==== DATA FOR PROCESSING

use super::error::ApiError;
use axum::extract::FromRequestParts;
use axum::http::request::Parts;

/// Header carrying the forum id of the user performing the request.
pub const FORUM_USER_HEADER: &str = "x-forum-user";

/// Forum id of the caller. Rejects with 401 when the header is missing or not a number.
#[derive(Debug, Clone, Copy, PartialEq, Eq)]
pub struct ActingUser(pub u64);

impl<S> FromRequestParts<S> for ActingUser
where
    S: Send + Sync,
{
    type Rejection = ApiError;

    async fn from_request_parts(parts: &mut Parts, _state: &S) -> Result<Self, Self::Rejection> {
        let header = parts.headers.get(FORUM_USER_HEADER).ok_or_else(|| ApiError::Unauthorized {
            message: format!("Missing {FORUM_USER_HEADER} header.").into(),
            context: None,
        })?;

        header
            .to_str()
            .ok()
            .and_then(|raw| raw.trim().parse::<u64>().ok())
            .map(Self)
            .ok_or_else(|| ApiError::Unauthorized {
                message: format!("Invalid {FORUM_USER_HEADER} header.").into(),
                context: None,
            })
    }
}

========

TASK GOAL: Whenever a line in the listing above includes the word "format", return that line.

PROBLEM SOLUTION:
            message: format!("Missing {FORUM_USER_HEADER} header.").into(),
                message: format!("Invalid {FORUM_USER_HEADER} header.").into(),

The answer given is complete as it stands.